Кроме всего прочего Агата была безмерно благодарна за то, что ее взяли в эту экспедицию, поэтому всегда оставалась исключительно любезной. Да и вообще она была человеком добродушным, не то что вечно жалующаяся миссис Хайам, — ведь еще в тринадцатилетнем возрасте Агата написала в «Альбоме признаний», что постарается всегда находить «хорошее в любой ситуации». В столь долгом путешествии присутствие такого человека было большим утешением для остальных. Даже когда из-за страсти к серфингу у нее случился неврит — «я испытывала во всей руке что-то вроде сильной зубной боли», — она мужественно старалась не пропускать официальные мероприятия. «Сейчас приступы боли мучают меня гораздо реже», — писала она матери в промежутках между неизбывными ужинами, партиями в бридж и бесконечными разговорами.

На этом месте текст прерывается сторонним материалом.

//! Veil End-to-End Smoke Test
//!
//! Drives the decision engine through `SimHost` with `ProcessVmMemory`, so
//! every patch lands in (or faults on) real memory of this process:
//!   Part A — Activation: registration and target selection
//!   Part B — Process queries: debug port, flags, object handle
//!   Part C — Thread queries and context: WOW64 Dr*, hide flag, CONTEXT
//!   Part D — Substitutes: close decision, hide-from-debugger set
//!   Part E — Fault containment: patches aimed at a PROT_NONE page
//!
//! Run: ./target/release/veil-smoke
//! (Linux only; no privileges needed)

use veil_core::info_class::{process, thread};
use veil_core::layout::{context, wow64_context};
use veil_core::machine::CallerInfo;
use veil_core::object::{attributes, AccessMask, Handle, ObjectType};
use veil_core::status::NtStatus;
use veil_core::{kinfo, kwarn};

use veil_engine::{Plugin, PluginConfig};
use veil_module::{current_thread_key, CallTable, LocalSlots, Patch, ProcessVmMemory, SimHost, SimKernel};

use std::sync::Arc;

type SmokePlugin = Plugin<LocalSlots, ProcessVmMemory, Arc<SimKernel>, Arc<SimKernel>>;

// ── Test harness ──

struct TestRunner {
    total: usize,
    passed: usize,
    failed: usize,
}

const LINE: &str = "────────────────────────────────────────────────────────────";

impl TestRunner {
    fn new() -> Self {
        Self { total: 0, passed: 0, failed: 0 }
    }

    fn section(&self, name: &str) {
        println!("\n{}", LINE);
        println!("  {}", name);
        println!("{}", LINE);
    }

    fn check(&mut self, name: &str, ok: bool, reason: &str) {
        self.total += 1;
        if ok {
            self.passed += 1;
            println!("  [{:2}] {:<52} PASS", self.total, name);
        } else {
            self.failed += 1;
            println!("  [{:2}] {:<52} FAIL: {}", self.total, name, reason);
        }
    }

    fn summary(&self) {
        println!("\n{}", LINE);
        println!(
            "  Total: {}  Passed: {}  Failed: {}",
            self.total, self.passed, self.failed
        );
        println!("{}", LINE);
    }
}

// ── Scratch memory ──

/// One read-write page followed by one PROT_NONE guard page.
struct Scratch {
    base: *mut u8,
    page: usize,
}

impl Scratch {
    fn map() -> Option<Self> {
        // Safety: plain anonymous mapping; checked below.
        unsafe {
            let page = libc::sysconf(libc::_SC_PAGESIZE) as usize;
            let base = libc::mmap(
                std::ptr::null_mut(),
                page * 2,
                libc::PROT_READ | libc::PROT_WRITE,
                libc::MAP_PRIVATE | libc::MAP_ANONYMOUS,
                -1,
                0,
            );
            if base == libc::MAP_FAILED {
                return None;
            }
            if libc::mprotect(base.cast::<u8>().add(page).cast(), page, libc::PROT_NONE) != 0 {
                libc::munmap(base, page * 2);
                return None;
            }
            Some(Self { base: base.cast(), page })
        }
    }

    fn addr(&self, off: usize) -> u64 {
        self.base as u64 + off as u64
    }

    fn guard(&self) -> u64 {
        self.addr(self.page)
    }

    fn fill(&self, off: usize, byte: u8, len: usize) {
        // Safety: callers stay inside the read-write page.
        unsafe { std::ptr::write_bytes(self.base.add(off), byte, len) }
    }

    fn put_u32(&self, off: usize, v: u32) {
        unsafe { std::ptr::write_unaligned(self.base.add(off).cast::<u32>(), v) }
    }

    fn put_u64(&self, off: usize, v: u64) {
        unsafe { std::ptr::write_unaligned(self.base.add(off).cast::<u64>(), v) }
    }

    fn u8_at(&self, off: usize) -> u8 {
        unsafe { std::ptr::read_volatile(self.base.add(off)) }
    }

    fn u32_at(&self, off: usize) -> u32 {
        unsafe { std::ptr::read_unaligned(self.base.add(off).cast::<u32>()) }
    }

    fn u64_at(&self, off: usize) -> u64 {
        unsafe { std::ptr::read_unaligned(self.base.add(off).cast::<u64>()) }
    }
}

impl Drop for Scratch {
    fn drop(&mut self) {
        unsafe {
            libc::munmap(self.base.cast(), self.page * 2);
        }
    }
}

const DATA: usize = 0x000;
const LEN: usize = 0x010;
const CTX: usize = 0x100;

fn me() -> CallerInfo {
    let key = current_thread_key().as_u64();
    CallerInfo::new("al-khaser.exe", (key >> 32) as u32, key as u32)
}

// ════════════════════════════════════════════════════════════
// Part A: Activation
// ════════════════════════════════════════════════════════════

fn test_activation(t: &mut TestRunner, plugin: &SmokePlugin, host: &mut SimHost<'_, SmokePlugin>) -> bool {
    t.section("Part A: Activation");

    let init = plugin.initialize(host.table_mut());
    t.check("initialize", init.is_ok(), &format!("{:?}", init));
    t.check("five services bound", host.table().bound_count() == 5, "bound_count != 5");
    t.check(
        "second initialize refused",
        plugin.initialize(host.table_mut()).is_err(),
        "accepted twice",
    );

    let outsider = CallerInfo::new("notepad.exe", 1, 1);
    let out = host.syscall(&outsider, "Close", &[0x1234], |_| NtStatus::INVALID_HANDLE);
    t.check("non-target passes through", out.real_ran && !out.redirected, "intercepted");

    init.is_ok()
}

// ════════════════════════════════════════════════════════════
// Part B: Process queries
// ════════════════════════════════════════════════════════════

fn test_process_queries(t: &mut TestRunner, host: &SimHost<'_, SmokePlugin>, mem: &Scratch) {
    t.section("Part B: Process queries");
    let caller = me();

    // Scenario A: debugger present, kernel wrote a port and length 8.
    let out = host.syscall(
        &caller,
        "QueryInformationProcess",
        &[Handle::CURRENT_PROCESS.0, process::DEBUG_PORT, mem.addr(DATA), 8, mem.addr(LEN)],
        |_| {
            mem.put_u64(DATA, u64::MAX);
            mem.put_u32(LEN, 8);
            NtStatus::SUCCESS
        },
    );
    t.check("debug port reads 0", mem.u64_at(DATA) == 0, &format!("{:#x}", mem.u64_at(DATA)));
    t.check("debug port length kept", mem.u32_at(LEN) == 8, &format!("{}", mem.u32_at(LEN)));
    t.check("debug port status", out.status == NtStatus::SUCCESS, &out.status.to_string());

    host.syscall(
        &caller,
        "QueryInformationProcess",
        &[Handle::CURRENT_PROCESS.0, process::DEBUG_FLAGS, mem.addr(DATA), 4, 0],
        |_| {
            mem.put_u32(DATA, 0);
            NtStatus::SUCCESS
        },
    );
    t.check("debug flags reads 1", mem.u32_at(DATA) == 1, &format!("{}", mem.u32_at(DATA)));

    let out = host.syscall(
        &caller,
        "QueryInformationProcess",
        &[Handle::CURRENT_PROCESS.0, process::DEBUG_OBJECT_HANDLE, mem.addr(DATA), 8, 0],
        |_| {
            mem.put_u64(DATA, 0x1C4);
            NtStatus::SUCCESS
        },
    );
    t.check("debug object handle NULL", mem.u64_at(DATA) == 0, &format!("{:#x}", mem.u64_at(DATA)));
    t.check(
        "debug object status PORT_NOT_SET",
        out.status == NtStatus::PORT_NOT_SET,
        &out.status.to_string(),
    );

    // Buffer and return length aliased.
    host.syscall(
        &caller,
        "QueryInformationProcess",
        &[Handle::CURRENT_PROCESS.0, process::DEBUG_PORT, mem.addr(DATA), 8, mem.addr(DATA)],
        |_| {
            mem.put_u64(DATA, 8);
            NtStatus::SUCCESS
        },
    );
    t.check("aliased length restored", mem.u32_at(DATA) == 8, &format!("{}", mem.u32_at(DATA)));
}

// ════════════════════════════════════════════════════════════
// Part C: Thread queries and context
// ════════════════════════════════════════════════════════════

fn test_thread_queries(t: &mut TestRunner, host: &SimHost<'_, SmokePlugin>, mem: &Scratch) {
    t.section("Part C: Thread queries and context");
    let caller = me();

    host.syscall(
        &caller,
        "QueryInformationThread",
        &[Handle::CURRENT_THREAD.0, thread::WOW64_CONTEXT, mem.addr(CTX), 0, 0],
        |_| {
            mem.fill(CTX, 0xCC, wow64_context::SIZE);
            NtStatus::SUCCESS
        },
    );
    let zeroed = wow64_context::DEBUG_REGISTERS
        .iter()
        .all(|f| mem.u32_at(CTX + f.offset as usize) == 0);
    t.check("WOW64 Dr0-Dr7 zeroed", zeroed, "debug register survived");
    t.check("WOW64 FloatSave intact", mem.u32_at(CTX + 0x1C) == 0xCCCC_CCCC, "neighbour clobbered");

    host.syscall(
        &caller,
        "QueryInformationThread",
        &[Handle::CURRENT_THREAD.0, thread::HIDE_FROM_DEBUGGER, mem.addr(DATA), mem.addr(LEN), 0],
        |_| {
            mem.put_u32(DATA, 0);
            mem.put_u32(LEN, 1);
            NtStatus::SUCCESS
        },
    );
    t.check("hide-from-debugger reads 1", mem.u8_at(DATA) == 1, &format!("{}", mem.u8_at(DATA)));
    t.check("hide-from-debugger length kept", mem.u32_at(LEN) == 1, &format!("{}", mem.u32_at(LEN)));

    host.syscall(
        &caller,
        "GetContextThread",
        &[Handle::CURRENT_THREAD.0, mem.addr(CTX)],
        |_| {
            mem.fill(CTX, 0xAB, context::SIZE);
            NtStatus::SUCCESS
        },
    );
    let scrubbed = context::DEBUG_REGISTERS
        .iter()
        .chain(context::BRANCH_TRACE.iter())
        .all(|f| mem.u64_at(CTX + f.offset as usize) == 0);
    t.check("CONTEXT Dr*/LBR zeroed", scrubbed, "debug state survived");
    t.check(
        "CONTEXT Rax intact",
        mem.u64_at(CTX + 0x78) == 0xABAB_ABAB_ABAB_ABAB,
        "neighbour clobbered",
    );
}

// ════════════════════════════════════════════════════════════
// Part D: Substitutes
// ════════════════════════════════════════════════════════════

fn test_substitutes(t: &mut TestRunner, plugin: &SmokePlugin, host: &SimHost<'_, SmokePlugin>, mem: &Scratch) {
    t.section("Part D: Substitutes");
    let caller = me();
    let kernel = &plugin.handles;
    kernel.set_debug_port(true);

    // Scenario B
    let out = host.syscall(&caller, "Close", &[0xDEAD_BEE0], |_| NtStatus::SUCCESS);
    t.check("close invalid -> INVALID_HANDLE", out.status == NtStatus::INVALID_HANDLE, &out.status.to_string());
    t.check("close invalid redirected", out.redirected && !out.real_ran, "real NtClose ran");
    t.check("close invalid closed nothing", kernel.close_calls() == 0, "close performed");

    let protected = kernel.insert(ObjectType::File, AccessMask::NONE, attributes::PROTECT_CLOSE);
    let out = host.syscall(&caller, "Close", &[protected.0], |_| NtStatus::SUCCESS);
    t.check(
        "close protected -> HANDLE_NOT_CLOSABLE",
        out.status == NtStatus::HANDLE_NOT_CLOSABLE,
        &out.status.to_string(),
    );

    let plain = kernel.insert(ObjectType::Event, AccessMask::NONE, 0);
    let out = host.syscall(&caller, "Close", &[plain.0], |_| NtStatus::SUCCESS);
    t.check("close plain handle", out.status == NtStatus::SUCCESS && !kernel.is_open(plain), "still open");

    // Scenario C
    let thread_handle = kernel.insert(ObjectType::Thread, AccessMask::THREAD_ALL_ACCESS, 0);
    mem.put_u32(DATA, 0);
    let out = host.syscall(
        &caller,
        "SetInformationThread",
        &[thread_handle.0, thread::HIDE_FROM_DEBUGGER, mem.addr(DATA), 4],
        |args| kernel.hide_thread(Handle(args[0])),
    );
    t.check("hide set -> SUCCESS", out.status == NtStatus::SUCCESS, &out.status.to_string());
    t.check("thread not actually hidden", !kernel.is_thread_hidden(thread_handle), "real call ran");

    let out = host.syscall(
        &caller,
        "SetInformationThread",
        &[thread_handle.0, thread::HIDE_FROM_DEBUGGER, mem.guard(), 4],
        |_| NtStatus::SUCCESS,
    );
    t.check(
        "hide set, bad buffer -> ACCESS_VIOLATION",
        out.status == NtStatus::ACCESS_VIOLATION,
        &out.status.to_string(),
    );
    t.check("references released", kernel.outstanding_references() == 0, "leaked reference");

    kernel.set_debug_port(false);
}

// ════════════════════════════════════════════════════════════
// Part E: Fault containment
// ════════════════════════════════════════════════════════════

fn test_faults(t: &mut TestRunner, plugin: &SmokePlugin, host: &SimHost<'_, SmokePlugin>, mem: &Scratch) {
    t.section("Part E: Fault containment");
    let caller = me();
    let _ = plugin.trail.drain();

    host.syscall(
        &caller,
        "QueryInformationProcess",
        &[Handle::CURRENT_PROCESS.0, process::DEBUG_PORT, mem.guard(), 8, mem.guard() + 8],
        |_| NtStatus::SUCCESS,
    );
    let faulted = matches!(plugin.trail.pop().map(|e| e.patch), Some(Patch::DebugPort { ok: false }));
    t.check("debug port into guard page reported", faulted, "no fault recorded");

    // CONTEXT straddling into the guard page: Dr* land, LBR faults.
    let ctx = mem.page - 0x400;
    host.syscall(
        &caller,
        "GetContextThread",
        &[Handle::CURRENT_THREAD.0, mem.addr(ctx)],
        |_| NtStatus::SUCCESS,
    );
    let partial = matches!(
        plugin.trail.pop().map(|e| e.patch),
        Some(Patch::ContextDebugRegisters { zeroed: 6 })
    );
    t.check("straddling CONTEXT zeroes what it can", partial, "unexpected count");

    host.syscall(
        &caller,
        "QueryInformationProcess",
        &[Handle::CURRENT_PROCESS.0, process::DEBUG_PORT, 0, 8, 0],
        |_| NtStatus::SUCCESS,
    );
    t.check("null buffer leaves no patch", plugin.trail.is_empty(), "patched through NULL");
    t.check("process still alive", true, "");
}

// ════════════════════════════════════════════════════════════

fn main() {
    println!("=== Veil End-to-End Smoke Test ===");
    println!("    pid: {}", std::process::id());

    let mut t = TestRunner::new();

    let Some(mem) = Scratch::map() else {
        println!("\nFATAL: mmap of scratch pages failed");
        t.summary();
        std::process::exit(1);
    };

    let kernel = Arc::new(SimKernel::new());
    let plugin: SmokePlugin = Plugin::new(
        PluginConfig::default(),
        LocalSlots::new(),
        ProcessVmMemory::current(),
        Arc::clone(&kernel),
        kernel,
    );
    let mut host = SimHost::new(&plugin, CallTable::nt_services());

    if test_activation(&mut t, &plugin, &mut host) {
        test_process_queries(&mut t, &host, &mem);
        test_thread_queries(&mut t, &host, &mem);
        test_substitutes(&mut t, &plugin, &host, &mem);
        test_faults(&mut t, &plugin, &host, &mem);
    }

    for event in plugin.trail.drain() {
        kinfo!("{}", event);
    }
    if let Err(e) = plugin.deinitialize(host.table_mut()) {
        kwarn!("deinitialize: {}", e);
    }
    drop(mem);

    t.summary();
    std::process::exit(if t.failed > 0 { 1 } else { 0 });
}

Зато и вознаграждена она была за все это сполна. Агата путешествовала по миру с любимым мужчиной, и, как она сама потом напишет в «Человеке в коричневом костюме», это было восхитительно. «Мы прибыли! — сообщает она Кларе из Южной Африки 6 февраля. — Я даже не представляла себе, что здесь так много гор». Озеро Луиза было «самым прекрасным местом из всех, где мы пока побывали». Водопад Виктория оказался настолько красив, что «для меня невыносима была даже мысль об отъезде». На Замбези «мы видели улепетывавшего от нас крокодила, что нас страшно развеселило». Из Новой Зеландии: «Никогда в жизни не видела ничего красивее Уэллингтонской бухты». И так без конца. Свои восторги Агата изливала в многостраничных письмах Кларе, в которых, как прилежная школьница, старательно пыталась ничего не упустить.

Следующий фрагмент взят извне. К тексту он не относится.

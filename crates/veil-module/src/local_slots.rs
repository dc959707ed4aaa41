//! `LocalSlots`: default `SlotStore` implementation.
//!
//! Each OS thread owns a short list of rows, one per (store, `ThreadKey`)
//! pair with a call in flight. A host that multiplexes several logical
//! threads onto one OS thread gets one row per logical thread, so a call
//! entered by one of them never displaces another's pending slots. Rows
//! are dropped as soon as their last slot is taken.
//!
//! Lookup is one thread-local access plus a scan of the live rows, which
//! is usually a single row. No locks.

use veil_core::machine::ThreadKey;
use veil_core::slots::{SlotId, SlotStore};

use std::cell::RefCell;
use std::sync::atomic::{AtomicU32, Ordering};

struct Row {
    store: u32,
    thread: ThreadKey,
    values: [Option<u64>; SlotId::COUNT],
}

impl Row {
    fn is_empty(&self) -> bool {
        self.values.iter().all(Option::is_none)
    }
}

thread_local! {
    static ROWS: RefCell<Vec<Row>> = const { RefCell::new(Vec::new()) };
}

static NEXT_STORE_ID: AtomicU32 = AtomicU32::new(1);

pub struct LocalSlots {
    id: u32,
}

impl LocalSlots {
    pub fn new() -> Self {
        Self {
            id: NEXT_STORE_ID.fetch_add(1, Ordering::Relaxed),
        }
    }

    /// Logical threads of this store with a call in flight on the current
    /// OS thread.
    pub fn threads_in_flight(&self) -> usize {
        ROWS.with(|rows| rows.borrow().iter().filter(|row| row.store == self.id).count())
    }

    fn position(&self, rows: &[Row], thread: ThreadKey) -> Option<usize> {
        rows.iter().position(|row| row.store == self.id && row.thread == thread)
    }
}

impl Default for LocalSlots {
    fn default() -> Self {
        Self::new()
    }
}

impl SlotStore for LocalSlots {
    #[inline]
    fn set(&self, thread: ThreadKey, slot: SlotId, value: u64) {
        ROWS.with(|rows| {
            let mut rows = rows.borrow_mut();
            let at = match self.position(&rows, thread) {
                Some(at) => at,
                None => {
                    rows.push(Row { store: self.id, thread, values: [None; SlotId::COUNT] });
                    rows.len() - 1
                }
            };
            rows[at].values[slot.index()] = Some(value);
        });
    }

    #[inline]
    fn take(&self, thread: ThreadKey, slot: SlotId) -> Option<u64> {
        ROWS.with(|rows| {
            let mut rows = rows.borrow_mut();
            let at = self.position(&rows, thread)?;
            let value = rows[at].values[slot.index()].take();
            if rows[at].is_empty() {
                rows.swap_remove(at);
            }
            value
        })
    }

    fn clear(&self, thread: ThreadKey) {
        ROWS.with(|rows| {
            let mut rows = rows.borrow_mut();
            if let Some(at) = self.position(&rows, thread) {
                rows.swap_remove(at);
            }
        });
    }
}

«Все австралийские пейзажи, которые я видела, немного отдают суровостью. Перспектива обычно голубовато-зеленая, иногда почти серая, а белые стволы голубых эвкалиптов производят совершенно другое впечатление; там и сям видны огромные купы деревьев, с которых была ободрана кора, они мертвы и превратились в деревья-призраки — совершенно белые, машущие белыми ветвями. Все это так… так первозданно… Если бы в таком лесу водились нимфы, их было бы невозможно разглядеть…»[155]
Агата не была мастером описаний природы, они у нее получались, как в этом письме, робкими и трогательно старательными. Атмосферу места она умела дать почувствовать в своих книгах одной фразой, одной деталью, а вот в ее описаниях есть некая смутность, которая делает их неопределенными и слишком общими. «От природы она была на редкость ненаблюдательна», — писала она о себе в «Неоконченном портрете», и действительно, при том что ухо у нее было очень хорошее, видела она, следует признать, скорее воображением, нежели острым глазом, и, сочиняя эти письма, старалась закрепить память в словах (кроме того, она много снимала): ведь у нее едва ли был шанс когда-нибудь вернуться в эти места, а забыть их она не хотела.

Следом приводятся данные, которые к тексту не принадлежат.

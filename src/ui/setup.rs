use std::rc::Rc;

use wasm_bindgen::prelude::*;
use web_sys::{Document, Element, HtmlElement, HtmlFormElement, HtmlInputElement, HtmlSelectElement};

use crate::config::PanelConfig;
use crate::constants::*;
use crate::dom_utils::{by_id, has_file, input_value};
use crate::form_validation::FormSnapshot;
use crate::network::{self, FetchSessionApi};
use crate::panel::{self as panel_rt, Panel};
use crate::token_fields::TokenMode;
use crate::ui::events;
use crate::{debug_log, warn_log};

/// Element handles resolved once at mount and handed to the panel.  Every
/// handle is optional: pages may carry only the status panel, only the
/// submission form, or both.
#[derive(Clone, Default)]
pub struct PanelElements {
    pub session_input: Option<HtmlInputElement>,
    pub status_box: Option<Element>,
    pub token_fields: Option<TokenFieldElements>,
    pub form: Option<SubmissionFormElements>,
}

/// The `tokenType` select and the two groups it switches between.
#[derive(Clone)]
pub struct TokenFieldElements {
    pub select: HtmlSelectElement,
    pub token_file: Option<Element>,
    pub access_token: Option<Element>,
    pub multi_group: Option<HtmlElement>,
    pub single_group: Option<HtmlElement>,
}

/// The submission form owning `tokenType` and the inputs validated on submit.
#[derive(Clone)]
pub struct SubmissionFormElements {
    pub form: HtmlFormElement,
    pub thread_id: Option<HtmlInputElement>,
    pub sender_name: Option<HtmlInputElement>,
    pub time_interval: Option<HtmlInputElement>,
    pub message_file: Option<HtmlInputElement>,
    pub token_file: Option<HtmlInputElement>,
    pub access_token: Option<HtmlInputElement>,
}

impl PanelElements {
    pub fn resolve(document: &Document) -> Self {
        let token_fields = by_id::<HtmlSelectElement>(document, ID_TOKEN_TYPE).map(|select| {
            TokenFieldElements {
                select,
                token_file: document.get_element_by_id(ID_TOKEN_FILE),
                access_token: document.get_element_by_id(ID_ACCESS_TOKEN),
                multi_group: by_id(document, ID_MULTI_TOKEN_GROUP),
                single_group: by_id(document, ID_ACCESS_TOKEN_GROUP),
            }
        });

        let form = token_fields
            .as_ref()
            .and_then(|tf| tf.select.form())
            .map(|form| SubmissionFormElements {
                form,
                thread_id: by_id(document, ID_THREAD_ID),
                sender_name: by_id(document, ID_SENDER_NAME),
                time_interval: by_id(document, ID_TIME_INTERVAL),
                message_file: by_id(document, ID_MESSAGE_FILE),
                token_file: by_id(document, ID_TOKEN_FILE),
                access_token: by_id(document, ID_ACCESS_TOKEN),
            });

        Self {
            session_input: by_id(document, ID_SESSION_KEY_INPUT),
            status_box: document.get_element_by_id(ID_SESSION_STATUS_BOX),
            token_fields,
            form,
        }
    }

    pub fn has_status_panel(&self) -> bool {
        self.session_input.is_some() && self.status_box.is_some()
    }
}

impl SubmissionFormElements {
    /// Read the current form values.  `mode` comes from the `tokenType`
    /// select at submit time.
    pub fn snapshot(&self, mode: TokenMode) -> FormSnapshot {
        FormSnapshot {
            token_mode: mode,
            thread_id: input_value(self.thread_id.as_ref()),
            sender_name: input_value(self.sender_name.as_ref()),
            time_interval: input_value(self.time_interval.as_ref()),
            access_token: input_value(self.access_token.as_ref()),
            has_message_file: has_file(self.message_file.as_ref()),
            has_token_file: has_file(self.token_file.as_ref()),
        }
    }
}

/// Resolve the page's elements, build the panel, wire its listeners, start
/// auto-refresh and evaluate the token fields once.
pub fn mount(document: &Document, config: PanelConfig) -> Result<Rc<Panel<FetchSessionApi>>, JsValue> {
    if let Some(url) = &config.api_base_url {
        network::init_api_config_js(url)?;
    }

    let elements = PanelElements::resolve(document);
    if !elements.has_status_panel() {
        warn_log!(
            "#{} or #{} missing, session status panel disabled",
            ID_SESSION_KEY_INPUT,
            ID_SESSION_STATUS_BOX
        );
    }
    if elements.token_fields.is_none() {
        debug_log!("no #{} select on this page", ID_TOKEN_TYPE);
    }

    let panel = Panel::new(elements, FetchSessionApi, &config);
    events::install_listeners(&panel, document)?;
    if panel.elements().has_status_panel() {
        panel.start_polling(&config);
    }
    panel.update_token_fields();

    panel_rt::install(Rc::clone(&panel));
    Ok(panel)
}

#[cfg(all(test, target_arch = "wasm32"))]
mod tests {
    use super::*;
    use wasm_bindgen_test::*;
    use web_sys::Event;

    wasm_bindgen_test_configure!(run_in_browser);

    const FORM_MARKUP: &str = r#"
        <form>
          <select id="tokenType">
            <option value="single">single</option>
            <option value="multi" selected>multi</option>
          </select>
          <div id="multiTokenFile"><input type="file" id="tokenFile"></div>
          <div id="accessTokenField"><input type="text" id="accessToken"></div>
        </form>"#;

    fn display(el: &Option<HtmlElement>) -> String {
        el.as_ref().unwrap().style().get_property_value("display").unwrap()
    }

    #[wasm_bindgen_test]
    fn mount_applies_token_fields_the_same_as_a_change() {
        let document = web_sys::window().unwrap().document().unwrap();
        let root = document.create_element("div").unwrap();
        root.set_inner_html(FORM_MARKUP);
        document.body().unwrap().append_child(&root).unwrap();

        let config = PanelConfig { poll_interval_ms: 0, ..PanelConfig::default() };
        let panel = mount(&document, config).unwrap();
        let elements = panel.elements().clone();
        assert!(!elements.has_status_panel());
        assert!(elements.form.is_some());
        let tf = elements.token_fields.unwrap();
        let token_file = tf.token_file.clone().unwrap();
        let access_token = tf.access_token.clone().unwrap();

        // Evaluated once at load from the preselected option.
        assert_eq!(display(&tf.multi_group), "block");
        assert_eq!(display(&tf.single_group), "none");
        assert!(token_file.has_attribute("required"));
        assert!(!access_token.has_attribute("required"));

        tf.select.set_value("single");
        tf.select.dispatch_event(&Event::new("change").unwrap()).unwrap();
        assert_eq!(display(&tf.multi_group), "none");
        assert_eq!(display(&tf.single_group), "block");
        assert!(!token_file.has_attribute("required"));
        assert!(access_token.has_attribute("required"));

        tf.select.set_value("multi");
        tf.select.dispatch_event(&Event::new("change").unwrap()).unwrap();
        assert_eq!(display(&tf.multi_group), "block");
        assert!(token_file.has_attribute("required"));

        root.remove();
    }
}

И еще она хотела живыми донести их до Клары. Несмотря на материнское благословение, Агата испытывала чувство вины и пыталась смягчить угрызения совести тем, что держит Клару в курсе всего, чем занималась. Внешне это выглядело как вина перед Розалиндой — «моим маленьким Плюшевым Медвежонком», как они с Арчи называли дочь. «Я так много думаю о своей Крошке и скучаю по ней все сильнее и сильнее» — в таком духе Агата постоянно писала Кларе. «Моя детка, она такая сладкая. Умираю — хочу ее видеть. Арчи тоже». Самой дочери, в тот момент находившейся в Эбни у Мэдж (Москитика, как называла тетку Розалинда), Агата писала из Претории: «Подозреваю, что теперь ты больше всех любишь дядю Джима и тетю Москитика, но если кто-то спросит тебя „Кого ты любишь больше всех?“ — ты должна отвечать: „Мамочку!“». Это пролило елей на душу Мэдж, читавшей письмо Розалинде, поскольку та по малости лет сама читать еще не умела.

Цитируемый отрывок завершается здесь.